"Beauty and the Beast" is a song by the American singer-songwriter Stevie Nicks. It is the final track on her second album The Wild Heart, released in 1983. It was later released in a live version from Nicks 1986 Rock a Little tour as a B-side to the UK single "Whole Lotta Trouble" in October 1989. It also appears on two compilations: Timespace – The Best of Stevie Nicks, released in 1991, and the boxset, Enchanted, released in 1998. A new studio version appears on her album, The Soundstage Sessions, released in 2009.
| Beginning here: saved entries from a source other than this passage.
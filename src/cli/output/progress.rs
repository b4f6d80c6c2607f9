//! Live run progress for the terminal.
//!
//! [`RunProgress`] consumes progress messages from an observer and renders a
//! spinner for the test in flight plus one line per finished test.

use std::collections::HashMap;
use std::time::Duration;

use console::style;
use indicatif::{ProgressBar, ProgressDrawTarget, ProgressStyle};
use uuid::Uuid;

use crate::domain::models::{ProgressMessage, RunWithResults, TestStatus};

const SPINNER_TEMPLATE: &str = "[{elapsed_precise}] {spinner:.green} {msg}";
const SPINNER_CHARS: &str = "⠋⠙⠹⠸⠼⠴⠦⠧⠇⠏";

/// Create a spinner for indeterminate operations.
pub fn create_spinner() -> ProgressBar {
    let spinner = ProgressBar::new_spinner();
    if let Ok(style) = ProgressStyle::default_spinner().template(SPINNER_TEMPLATE) {
        spinner.set_style(style.tick_chars(SPINNER_CHARS));
    }
    spinner.enable_steady_tick(Duration::from_millis(80));
    spinner
}

/// Terminal renderer for one run.
pub struct RunProgress {
    spinner: ProgressBar,
    names: HashMap<Uuid, String>,
    finished: usize,
    total: usize,
}

impl RunProgress {
    /// Tracker for `run` on a fresh spinner.
    pub fn new(run: &RunWithResults) -> Self {
        Self::with_spinner(run, create_spinner())
    }

    /// Renderer that draws nothing.
    pub fn hidden(run: &RunWithResults) -> Self {
        let spinner = ProgressBar::new_spinner();
        spinner.set_draw_target(ProgressDrawTarget::hidden());
        Self::with_spinner(run, spinner)
    }

    fn with_spinner(run: &RunWithResults, spinner: ProgressBar) -> Self {
        let names = run
            .results
            .iter()
            .map(|r| (r.id, r.test_name.clone()))
            .collect();
        let progress = Self {
            spinner,
            names,
            finished: 0,
            total: run.results.len(),
        };
        progress.spinner.set_message(progress.counter());
        progress
    }

    fn counter(&self) -> String {
        format!("{}/{} tests finished", self.finished, self.total)
    }

    fn name(&self, result_id: Uuid) -> &str {
        self.names.get(&result_id).map_or("unknown test", String::as_str)
    }

    /// Apply one message. Returns `false` once the run has completed.
    pub fn handle(&mut self, message: &ProgressMessage) -> bool {
        match message {
            ProgressMessage::State { run } => {
                self.finished = run.results.iter().filter(|r| r.is_terminal()).count();
                self.spinner.set_message(self.counter());
            }
            ProgressMessage::TestStarted { test_name, .. } => {
                self.spinner
                    .set_message(format!("{} - running {test_name}", self.counter()));
            }
            ProgressMessage::TranscriptUpdate {
                result_id,
                transcript,
            } => {
                self.spinner.set_message(format!(
                    "{} - {} ({} messages)",
                    self.counter(),
                    self.name(*result_id),
                    transcript.len()
                ));
            }
            ProgressMessage::TokenUpdate { .. } => {}
            ProgressMessage::RetryError {
                result_id,
                error_kind,
                attempt,
                max_attempts,
                retry_after,
                ..
            } => {
                self.spinner.println(format!(
                    "  {} {}: {error_kind}, retry {attempt}/{max_attempts} in {retry_after:.1}s",
                    style("!").yellow(),
                    self.name(*result_id)
                ));
            }
            ProgressMessage::TestCompleted { result_id, status } => {
                let mark = match status {
                    TestStatus::Pass => style("✓").green(),
                    TestStatus::Fail => style("✗").red(),
                    _ => style("•").dim(),
                };
                let line = format!("{mark} {} {}", self.name(*result_id), status.as_str());
                self.finish_line(line);
            }
            ProgressMessage::TestCancelled { result_id } => {
                let line = format!("{} {} cancelled", style("-").dim(), self.name(*result_id));
                self.finish_line(line);
            }
            ProgressMessage::TestError { result_id, error } => {
                let line = format!("{} {} error: {error}", style("!").red(), self.name(*result_id));
                self.finish_line(line);
            }
            ProgressMessage::RunCompleted {} => {
                self.spinner.finish_and_clear();
                return false;
            }
            ProgressMessage::Error { message } => {
                self.spinner
                    .println(format!("{} {message}", style("error:").red()));
            }
        }
        true
    }

    fn finish_line(&mut self, line: String) {
        self.finished += 1;
        self.spinner.println(line);
        self.spinner.set_message(self.counter());
    }

    /// Tests that have reached a terminal message.
    pub fn finished(&self) -> usize {
        self.finished
    }

    /// Remove the spinner from the terminal.
    pub fn clear(&self) {
        self.spinner.finish_and_clear();
    }
}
Inspiration and interpretations
The song receives its titles and initial inspiration from French filmmaker Jean Cocteau's 1946 film Beauty and the Beast, one of Stevie Nicks' favorite classic films. Nicks explains the importance of the song to her, both during live performances and in various interviews, as one that encompasses her whole life and represents how everyone is either a beauty or a beast, usually both
On its re-release in Timespace – The Best of Stevie Nicks (1991), she dedicates the song to Vincent and Catherine, of the late 80's television show, "Beauty and the Beast."

Studio session
"Beauty and the Beast" was recorded during a single three-hour session in Gordon Perry's recording studio. It is recorded with a full string orchestra and grand piano. During the recording session, Stevie Nicks and her back-up vocalists wore long black gowns and served champagne to the visiting musicians.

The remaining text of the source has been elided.